Deal size and activity may be modest right now, but good vetting still matters.

The M&A megadeals and IPO days of 2020–2022 have given way to a new reality: interest rate hikes, a bear market, even the threat of securities class actions by unhappy investors stuck with depreciated assets.

The party may be over, but smaller deals are still happening. As 2023 unfolds, Bain & Company forecasts a return to the field by well-capitalized companies ready to make “strategic, bold moves.”

And while it may be tempting to scale back due diligence in leaner times, smaller deals don’t mean smaller risks.

Cursory investigations reveal cursory information

Reputational, business, and legal risks exist in any deal, regardless of the size—which means due diligence is not the place to cut corners.

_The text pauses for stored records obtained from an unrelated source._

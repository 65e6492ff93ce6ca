//! Replicated job status.
//!
//! [`CacheJobStatus`] is the one mutable record per job. Every instance in
//! the cluster holds its own copy; copies may transiently diverge but
//! converge once all broadcast events have been applied.

use super::job::{CacheJobInfo, InstanceId, JobId};
use super::request::CacheJobRequest;
use chrono::{DateTime, Utc};
use serde::{Deserialize, Serialize};
use std::fmt;

/// Lifecycle state of a cache job.
///
/// Valid transitions are `Scheduled → Running → {Complete | Failed}` and
/// `{Scheduled | Running} → Aborting → Aborted`. `Aborting` also accepts
/// `Complete`/`Failed` because the execution may finish before it honors
/// the cancellation. `Complete`, `Failed` and `Aborted` are terminal.
#[derive(Clone, Copy, Debug, Default, PartialEq, Eq, Hash, Serialize, Deserialize)]
pub enum JobState {
    /// Accepted and registered, execution not yet started.
    #[default]
    Scheduled,
    /// Execution in progress on the origin instance.
    Running,
    /// Cancel requested; execution not yet confirmed stopped.
    Aborting,
    /// Finished successfully.
    Complete,
    /// Finished with an error.
    Failed,
    /// Cancelled before completion.
    Aborted,
}

impl JobState {
    /// Returns true for states from which no further transition occurs.
    pub fn is_terminal(&self) -> bool {
        matches!(self, Self::Complete | Self::Failed | Self::Aborted)
    }

    /// Returns true while the job still occupies the executor.
    pub fn is_active(&self) -> bool {
        !self.is_terminal()
    }

    /// Whether a transition from this state to `next` is allowed.
    ///
    /// Same-state "transitions" are not accepted here; callers treat them
    /// as idempotent no-ops instead.
    pub fn accepts(&self, next: JobState) -> bool {
        match self {
            Self::Scheduled => matches!(
                next,
                Self::Running | Self::Aborting | Self::Complete | Self::Failed
            ),
            Self::Running => matches!(next, Self::Aborting | Self::Complete | Self::Failed),
            Self::Aborting => matches!(next, Self::Aborted | Self::Complete | Self::Failed),
            Self::Complete | Self::Failed | Self::Aborted => false,
        }
    }
}

impl fmt::Display for JobState {
    fn fmt(&self, f: &mut fmt::Formatter<'_>) -> fmt::Result {
        let name = match self {
            Self::Scheduled => "scheduled",
            Self::Running => "running",
            Self::Aborting => "aborting",
            Self::Complete => "complete",
            Self::Failed => "failed",
            Self::Aborted => "aborted",
        };
        write!(f, "{}", name)
    }
}

/// The mutable, replicated status record of one job.
#[derive(Clone, Debug, PartialEq, Serialize, Deserialize)]
pub struct CacheJobStatus {
    /// Immutable job identity.
    pub info: CacheJobInfo,
    /// Current lifecycle state.
    pub state: JobState,
    /// Completed fraction reported by the execution, when known.
    pub progress: Option<f32>,
    /// When this replica last changed the record.
    pub last_updated: DateTime<Utc>,
    /// True for entries synthesized from a status event for a job this
    /// instance never saw created; upgraded in place once the authoritative
    /// info arrives.
    pub provisional: bool,
}

impl CacheJobStatus {
    /// Fresh status for a newly launched job.
    pub fn new(info: CacheJobInfo) -> Self {
        Self {
            info,
            state: JobState::Scheduled,
            progress: None,
            last_updated: Utc::now(),
            provisional: false,
        }
    }

    /// Minimal entry for a job only known through a status event.
    ///
    /// Carries a placeholder request and an unattributed origin; only the id
    /// and state are meaningful. Exists so abort signals for jobs missed
    /// during catch-up are not dropped.
    pub fn provisional(job_id: JobId, state: JobState) -> Self {
        let info = CacheJobInfo {
            id: job_id,
            request: CacheJobRequest::placeholder(),
            origin: InstanceId::new(""),
            launched_at: Utc::now(),
        };
        Self {
            info,
            state,
            progress: None,
            last_updated: Utc::now(),
            provisional: true,
        }
    }

    /// The job's id.
    pub fn job_id(&self) -> &JobId {
        &self.info.id
    }

    /// Returns true once the job reached a terminal state.
    pub fn is_finished(&self) -> bool {
        self.state.is_terminal()
    }
}

impl fmt::Display for CacheJobStatus {
    fn fmt(&self, f: &mut fmt::Formatter<'_>) -> fmt::Result {
        write!(f, "{}: {}", self.info.id, self.state)
    }
}
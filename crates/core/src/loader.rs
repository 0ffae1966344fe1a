use crate::error::IngestError;
use crate::models::Document;
use chrono::Utc;
use lopdf::Document as PdfFile;
use sha2::{Digest, Sha256};
use std::fs;
use std::path::Path;

/// Loads the report at `path` and converts it to a markdown-like text
/// representation. Returns `Ok(None)` when the file does not exist; the
/// caller reports that and stops before any indexing work happens.
pub fn load_report(path: &Path) -> Result<Option<Document>, IngestError> {
    if !path.exists() {
        return Ok(None);
    }

    let source = path
        .file_name()
        .and_then(|name| name.to_str())
        .ok_or_else(|| IngestError::MissingFileName(path.display().to_string()))?
        .to_string();

    let checksum = digest_file(path)?;
    let content = pdf_to_markdown(path)?;

    Ok(Some(Document {
        content,
        source,
        checksum,
        loaded_at: Utc::now(),
    }))
}

pub fn digest_file(path: &Path) -> Result<String, IngestError> {
    let bytes = fs::read(path)?;
    let mut hasher = Sha256::new();
    hasher.update(&bytes);
    Ok(format!("{:x}", hasher.finalize()))
}

/// Extracts page text and joins the pages into one markdown-like string.
/// Page breaks become blank lines so paragraph boundaries survive into the
/// chunker.
pub fn pdf_to_markdown(path: &Path) -> Result<String, IngestError> {
    let pdf = PdfFile::load(path).map_err(|error| IngestError::PdfParse(error.to_string()))?;

    let mut pages = Vec::new();
    for (page_no, _page_id) in pdf.get_pages() {
        let text = pdf
            .extract_text(&[page_no])
            .map_err(|error| IngestError::PdfParse(error.to_string()))?;

        let trimmed = text.trim();
        if !trimmed.is_empty() {
            pages.push(trimmed.replace('\u{000c}', "\n"));
        }
    }

    if pages.is_empty() {
        return Err(IngestError::PdfParse(format!(
            "pdf had no readable page text: {}",
            path.display()
        )));
    }

    Ok(pages.join("\n\n"))
}

#[cfg(test)]
mod tests {
    use super::{digest_file, load_report};
    use std::fs;
    use std::path::Path;
    use tempfile::tempdir;

    #[test]
    fn missing_report_is_reported_not_fatal() {
        let loaded = load_report(Path::new("/nonexistent/report.pdf")).unwrap();
        assert!(loaded.is_none());
    }

    #[test]
    fn checksum_is_reproducible() -> Result<(), Box<dyn std::error::Error>> {
        let dir = tempdir()?;
        let file_path = dir.path().join("report.pdf");
        fs::write(&file_path, b"abc")?;

        let first = digest_file(&file_path)?;
        let second = digest_file(&file_path)?;
        assert_eq!(first, second);
        Ok(())
    }

    #[test]
    fn unreadable_pdf_is_a_parse_error() -> Result<(), Box<dyn std::error::Error>> {
        let dir = tempdir()?;
        let file_path = dir.path().join("broken.pdf");
        fs::write(&file_path, b"%PDF-1.4\n%broken")?;

        let result = load_report(&file_path);
        assert!(matches!(
            result,
            Err(crate::error::IngestError::PdfParse(_))
        ));
        Ok(())
    }
}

Briefer screenings can miss things like:

  • A negative story outside of a formal court action. A subject can be part of a dispute but not a party to it, with their name mentioned deep in a court record, news story or regulatory report. Someone whose public record may look clean at face value can be part of a negative story.
  • Something that happened outside of the subject’s normal place of work or business. If a subject was part of a negative incident that happened during a ski vacation, for instance, a surface-level investigation won’t find it. This could come back to haunt an acquiring company in the future if a similar complaint arises.
  • Publicly-available information an investigative reporter or competitor could find. In industries where this sort of activity is common, due diligence finds issues before adversaries can.

For these reasons, we advise our clients against scaled-back screenings for smaller deals.